The question of false pos­i­tives in breast cancer screening – why and how these happen, how often these occur, and how much these cost, in physical, psy­cho­logical and financial terms — remains a puzzle.

A few weeks ago the New York Times Mag­azine fea­tured a piece on “Mam­mogram Math” under the heading “The Way We Live Now.” The author, a math­e­matics pro­fessor, argues that the risks and costs of mam­mog­raphy, though incal­cu­lable, out­weigh the ben­efits. The paper printed the article along with a sub­title, “Why evidence-​​based med­icine is actually right and scary” and later pub­lished three letters including one trun­cated response by me.

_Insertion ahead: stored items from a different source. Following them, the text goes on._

//! Structural facts about a runtime node, relative to one document.

use crate::model::{DocumentPath, LineSpan, NodeId, StructuralPath};
use crate::tree::NodeStore;

/// Everything the resolver knows about a node when matching it against one
/// document's descriptors.
///
/// Facts are document-relative: the parent path comes from the closest
/// ancestor already mapped into *this* document.
#[derive(Debug, Clone, Default, PartialEq, Eq)]
pub struct NodeFacts {
    /// Runtime type, compared against the descriptor's local element name.
    pub type_name: String,
    pub declared_name: Option<String>,
    pub is_template_part: bool,
    /// Structural path of the closest ancestor mapped into the document.
    pub parent_path: Option<StructuralPath>,
    /// Number of markup-backed ancestors, i.e. the expected path length.
    pub structural_depth: Option<usize>,
    /// Position among the parent's markup-backed children.
    pub ordinal: Option<usize>,
    /// Line hint, usually from a cached source location.
    pub hint: Option<LineSpan>,
}

impl NodeFacts {
    pub fn new(type_name: impl Into<String>) -> Self {
        Self {
            type_name: type_name.into(),
            ..Self::default()
        }
    }

    pub fn named(mut self, name: impl Into<String>) -> Self {
        self.declared_name = Some(name.into());
        self
    }

    pub fn with_hint(mut self, hint: LineSpan) -> Self {
        self.hint = Some(hint);
        self
    }

    /// Collect facts for `node` against `document`.
    ///
    /// Returns `None` if the node is not in the store or is a template group.
    pub fn collect(store: &NodeStore, node: NodeId, document: &DocumentPath) -> Option<Self> {
        let target = store.get(node).ok()?;
        if target.is_template_group() {
            return None;
        }

        let ancestors = store.ancestors(node);

        let parent_path = ancestors.iter().find_map(|id| {
            let a = store.get(*id).ok()?;
            match (&a.descriptor, &a.descriptor_document) {
                (Some(d), Some(doc)) if doc == document => Some(d.path.clone()),
                _ => None,
            }
        });

        // depth stops at a template boundary: parts are rooted in their template
        let mut depth = 0;
        for id in &ancestors {
            let Ok(a) = store.get(*id) else { break };
            if a.is_template_group() {
                break;
            }
            if a.markup_backed {
                depth += 1;
            }
        }

        let ordinal = target.parent.and_then(|p| {
            let parent = store.get(p).ok()?;
            parent
                .children
                .iter()
                .filter(|c| {
                    store
                        .get(**c)
                        .map(|n| n.markup_backed && n.origin == target.origin)
                        .unwrap_or(false)
                })
                .position(|c| *c == node)
        });

        let hint = target
            .location
            .as_ref()
            .filter(|l| &l.document == document)
            .map(|l| l.span);

        Some(Self {
            type_name: target.type_name.clone(),
            declared_name: target.declared_name.clone(),
            is_template_part: target.is_template_part(),
            parent_path,
            structural_depth: target.markup_backed.then_some(depth),
            ordinal: if target.markup_backed { ordinal } else { None },
            hint,
        })
    }
}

After a hiatus, I’ve res­canned the lit­er­ature – just to be sure the question hasn’t been resolved in the past few weeks by a much-​​needed inter­dis­ci­plinary team of health care policy experts, econ­o­mists,  sta­tis­ti­cians, sur­geons, radi­ol­o­gists, oncol­o­gists, nurses and for good measure, perhaps a few breast cancer patients and survivors.

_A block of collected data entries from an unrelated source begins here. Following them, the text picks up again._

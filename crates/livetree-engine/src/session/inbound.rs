//! External selection request → runtime node → tree

use std::sync::Arc;
use std::time::Instant;

use livetree_core::core_types::SyncContext;
use livetree_core::tree::RevealOutcome;
use livetree_core::{
    log_op_end, log_op_start, log_op_suppressed, DocumentIndex, LineSpan, NodeId, PublishToken,
    Result, RuntimeNode, SelectionSnapshot,
};

use super::outbound::load_index;
use super::InspectorSession;
use crate::providers::DocumentIndexProvider;
use crate::revision::{Staleness, SyncTicket};

const OP: &str = "inbound_sync";

/// Inbound sync holding its publish token until applied or dropped
pub struct InboundAttempt {
    ctx: SyncContext,
    started: Instant,
    owner: String,
    request: SelectionSnapshot,
    ticket: SyncTicket,
    token: PublishToken,
    documents: Arc<dyn DocumentIndexProvider>,
}

impl std::fmt::Debug for InboundAttempt {
    fn fmt(&self, f: &mut std::fmt::Formatter<'_>) -> std::fmt::Result {
        f.debug_struct("InboundAttempt")
            .field("ctx", &self.ctx)
            .field("started", &self.started)
            .field("owner", &self.owner)
            .field("request", &self.request)
            .field("ticket", &self.ticket)
            .field("token", &self.token)
            .finish_non_exhaustive()
    }
}

#[derive(Debug)]
pub struct InboundLoaded {
    ctx: SyncContext,
    started: Instant,
    owner: String,
    request: SelectionSnapshot,
    ticket: SyncTicket,
    token: PublishToken,
    index: Option<Arc<DocumentIndex>>,
}

#[derive(Debug, Clone, PartialEq, Eq)]
pub enum InboundOutcome {
    Applied { node: NodeId, reveal: RevealOutcome },
    /// No runtime node corresponds to the request; selection untouched
    Unresolved,
    /// A later request started, or the user selected something else
    Stale,
}

impl InboundAttempt {
    pub fn ticket(&self) -> SyncTicket {
        self.ticket
    }

    pub async fn run(self) -> InboundLoaded {
        let index = match &self.request.document {
            Some(path) => load_index(&self.documents, path).await,
            None => None,
        };
        InboundLoaded {
            ctx: self.ctx,
            started: self.started,
            owner: self.owner,
            request: self.request,
            ticket: self.ticket,
            token: self.token,
            index,
        }
    }
}

impl InspectorSession {
    /// An observer asks the tree to select `request`
    ///
    /// Returns `None` when the coordinator refuses `owner` or the request
    /// equals the last published selection.
    ///
    /// # Errors
    ///
    /// Returns `InvalidOwner` for a blank owner id.
    pub fn begin_inbound(
        &mut self,
        owner: &str,
        mut request: SelectionSnapshot,
    ) -> Result<Option<InboundAttempt>> {
        request.document = request.document.map(|d| self.path(d.as_str()));
        let grant = self.coordinator.try_begin_publish(owner, request.clone())?;
        if !grant.granted() {
            log_op_suppressed!(OP, "refused", owner = owner);
            return Ok(None);
        }
        let Some(token) = grant.into_changed_token() else {
            log_op_suppressed!(OP, "unchanged", owner = owner);
            return Ok(None);
        };

        let ticket = self.revisions.begin_sync_attempt();
        if let Some(document) = &request.document {
            self.associate(document);
        }
        let ctx = self.context();
        log_op_start!(
            OP,
            session_id = %ctx.session_id,
            attempt_id = %ctx.attempt_id,
            owner = owner,
            revision = ticket.sync_revision
        );
        Ok(Some(InboundAttempt {
            ctx,
            started: Instant::now(),
            owner: owner.to_string(),
            request,
            ticket,
            token,
            documents: Arc::clone(&self.providers.documents),
        }))
    }

    /// Locate the requested node and apply it if the attempt is still the
    /// latest
    pub fn complete_inbound(&mut self, loaded: InboundLoaded) -> InboundOutcome {
        let InboundLoaded {
            ctx,
            started,
            owner,
            request,
            ticket,
            mut token,
            index,
        } = loaded;

        if let Some(index) = &index {
            self.remember_index(index);
        }
        let span = requested_span(&request, index.as_deref());

        let outcome = match self.locate(&request, span) {
            None => {
                log_op_suppressed!(OP, "unresolved", attempt_id = %ctx.attempt_id);
                InboundOutcome::Unresolved
            }
            Some(target) if !self.may_apply(&ticket, target, &request) => {
                log_op_suppressed!(
                    OP,
                    "stale",
                    attempt_id = %ctx.attempt_id,
                    revision = ticket.sync_revision
                );
                InboundOutcome::Stale
            }
            Some(target) => {
                let reveal = self.apply_inbound(target, &request);
                self.observers.notify(&request, &owner);
                InboundOutcome::Applied {
                    node: target,
                    reveal,
                }
            }
        };
        token.release();

        log_op_end!(
            OP,
            duration_ms = started.elapsed().as_millis() as u64,
            attempt_id = %ctx.attempt_id,
            outcome = ?outcome
        );
        outcome
    }

    /// Request a selection on behalf of `owner` and apply it when resolved
    ///
    /// Refused and unchanged requests come back as `Ok(None)`.
    ///
    /// # Errors
    ///
    /// Returns `InvalidOwner` for a blank owner id.
    pub async fn request_selection(
        &mut self,
        owner: &str,
        request: SelectionSnapshot,
    ) -> Result<Option<InboundOutcome>> {
        let Some(attempt) = self.begin_inbound(owner, request)? else {
            return Ok(None);
        };
        let loaded = attempt.run().await;
        Ok(Some(self.complete_inbound(loaded)))
    }

    fn may_apply(&self, ticket: &SyncTicket, target: NodeId, request: &SelectionSnapshot) -> bool {
        match self.revisions.check(ticket) {
            Staleness::Current => true,
            Staleness::Superseded => false,
            Staleness::LocalChanged => {
                let selected_id = self
                    .selection
                    .and_then(|s| self.model.store().get(s).ok())
                    .and_then(|n| n.descriptor.as_ref())
                    .map(|d| &d.id);
                self.selection == Some(target)
                    || (request.descriptor_id.is_some()
                        && selected_id == request.descriptor_id.as_ref())
            }
        }
    }

    /// Select `target` without counting it as a local selection, so no
    /// outbound sync follows
    fn apply_inbound(&mut self, target: NodeId, request: &SelectionSnapshot) -> RevealOutcome {
        self.selection = Some(target);
        let reveal = self.view.reveal(
            self.model.store_mut(),
            target,
            self.config.clear_filter_on_sync,
            self.config.expand_on_sync,
        );
        if let (Some(document), Some(id)) = (&request.document, &request.descriptor_id) {
            let confirmed = self
                .model
                .store()
                .get(target)
                .ok()
                .and_then(|n| n.descriptor.as_ref())
                .filter(|d| &d.id == id)
                .map(|d| d.span);
            if let Some(span) = confirmed {
                self.record_descriptor(target, document, id);
                self.index_span(target, document, span);
            }
        }
        reveal
    }

    /// Id cache, then spatial index, then a full scan of the tree
    fn locate(&self, request: &SelectionSnapshot, span: Option<LineSpan>) -> Option<NodeId> {
        if let (Some(document), Some(id)) = (&request.document, &request.descriptor_id) {
            if let Some(node) = self.node_for_descriptor(document, id) {
                return Some(node);
            }
        }
        if self.config.spatial_index {
            if let (Some(document), Some(span)) = (&request.document, span) {
                let hit = self
                    .indexes
                    .get(document)
                    .and_then(|i| i.best_match(span))
                    .filter(|n| self.model.store().contains(*n));
                if hit.is_some() {
                    return hit;
                }
            }
        }
        self.scan(request, span)
    }

    fn scan(&self, request: &SelectionSnapshot, span: Option<LineSpan>) -> Option<NodeId> {
        let store = self.model.store();
        let nodes: Vec<&RuntimeNode> = store
            .walk()
            .into_iter()
            .filter_map(|id| store.get(id).ok())
            .filter(|n| !n.is_template_group())
            .collect();

        let Some(document) = &request.document else {
            let id = request.descriptor_id.as_ref()?;
            return nodes
                .iter()
                .find(|n| n.descriptor.as_ref().is_some_and(|d| &d.id == id))
                .map(|n| n.id);
        };

        let raw = document.as_str();
        let tiers: [&dyn Fn(&RuntimeNode) -> bool; 3] = [
            &|n: &RuntimeNode| {
                n.location.as_ref().is_some_and(|l| &l.document == document)
                    || n.descriptor_document.as_ref() == Some(document)
            },
            &|n: &RuntimeNode| {
                n.location
                    .as_ref()
                    .and_then(|l| l.remote_key.as_deref())
                    == Some(raw)
            },
            &|n: &RuntimeNode| n.location.as_ref().and_then(|l| l.uri.as_deref()) == Some(raw),
        ];

        tiers.iter().find_map(|matches| {
            let candidates: Vec<&RuntimeNode> =
                nodes.iter().copied().filter(|n| matches(*n)).collect();
            best_candidate(&candidates, request, span)
        })
    }
}

/// Exact descriptor id wins; otherwise the smallest line-span penalty
fn best_candidate(
    candidates: &[&RuntimeNode],
    request: &SelectionSnapshot,
    span: Option<LineSpan>,
) -> Option<NodeId> {
    if let Some(id) = &request.descriptor_id {
        let exact = candidates
            .iter()
            .find(|n| n.descriptor.as_ref().is_some_and(|d| &d.id == id));
        if let Some(node) = exact {
            return Some(node.id);
        }
    }
    let span = span?;
    candidates
        .iter()
        .filter_map(|n| node_span(n).map(|s| (n.id, penalty(s, span))))
        .min_by_key(|(_, p)| *p)
        .map(|(id, _)| id)
}

fn node_span(node: &RuntimeNode) -> Option<LineSpan> {
    node.descriptor
        .as_ref()
        .map(|d| d.span)
        .or_else(|| node.location.as_ref().map(|l| l.span))
}

fn penalty(candidate: LineSpan, query: LineSpan) -> u32 {
    candidate.start.abs_diff(query.start) + candidate.end.abs_diff(query.end)
}

/// Line span the request points at; a fresh descriptor span beats the
/// lines the requester sent
fn requested_span(request: &SelectionSnapshot, index: Option<&DocumentIndex>) -> Option<LineSpan> {
    if let (Some(index), Some(id)) = (index, &request.descriptor_id) {
        if let Some(descriptor) = index.get(id) {
            return Some(descriptor.span);
        }
    }
    request
        .start_line
        .map(|start| LineSpan::new(start, request.end_line.unwrap_or(start)))
}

There’s little pub­lished progress to report, aside from more hype and the­o­retical numbers such as I offered in a November essay. So I’ve decided to take the analysis a step further by out­lining a ten­tative framework for thinking about false pos­i­tives in breast cancer screening.

In a sep­arate post, I will outline a pro­posed outline for cat­e­go­rizing false pos­i­tives as they relate to mam­mog­raphy. Why bother, you might ask — wouldn’t it be easier to drop the subject?

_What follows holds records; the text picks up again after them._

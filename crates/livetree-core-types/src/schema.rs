//! Canonical schema constants for structured logging
//!
//! These constants keep field names consistent between the core and the
//! engine, and between emitted events and the test capture layer.

// Canonical field keys for structured logging
pub const FIELD_COMPONENT: &str = "component";
pub const FIELD_OP: &str = "op";
pub const FIELD_EVENT: &str = "event";
pub const FIELD_DURATION_MS: &str = "duration_ms";
pub const FIELD_SESSION_ID: &str = "session_id";
pub const FIELD_ATTEMPT_ID: &str = "attempt_id";

// Entity identifiers
pub const FIELD_NODE_ID: &str = "node_id";
pub const FIELD_DESCRIPTOR_ID: &str = "descriptor_id";
pub const FIELD_DOCUMENT: &str = "document";
pub const FIELD_OWNER: &str = "owner";

// Revisions and reasons
pub const FIELD_REVISION: &str = "revision";
pub const FIELD_REASON: &str = "reason";

// Error fields
pub const FIELD_ERR_KIND: &str = "err.kind";
pub const FIELD_ERR_CODE: &str = "err.code";

// Canonical event names
pub const EVENT_START: &str = "start";
pub const EVENT_END: &str = "end";
pub const EVENT_END_ERROR: &str = "end_error";
pub const EVENT_SUPPRESSED: &str = "suppressed";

Make it go away,” sang Sheryl Crow on her radi­ation sessions.

Instead, I’ll answer as might a physician and board-​​certified oncol­ogist who happens to be a BC sur­vivor in her 40s:

To determine the damage done to women by screening mam­mog­raphy (as some claim and refer as evi­dence) we need establish how often false pos­i­tives lead, in current practice, to addi­tional pro­ce­dures such as sono­grams (fairly often, but the costs are rel­a­tively small), MRIs (less standard and more expensive), breast biopsies (scarier, slightly risky and more valued — how else can a pathol­ogist determine if a woman with a breast lesion has cancer and, in the future, what type of therapy is best) or frankly inap­pro­priate treat­ments such as chemotherapy for a non-​​cancerous con­dition (very dam­aging and the most costly of all putative false pos­itive outcomes).

These numbers matter. They’re essential to the claim that the risks of breast cancer screening out­weigh the benefits.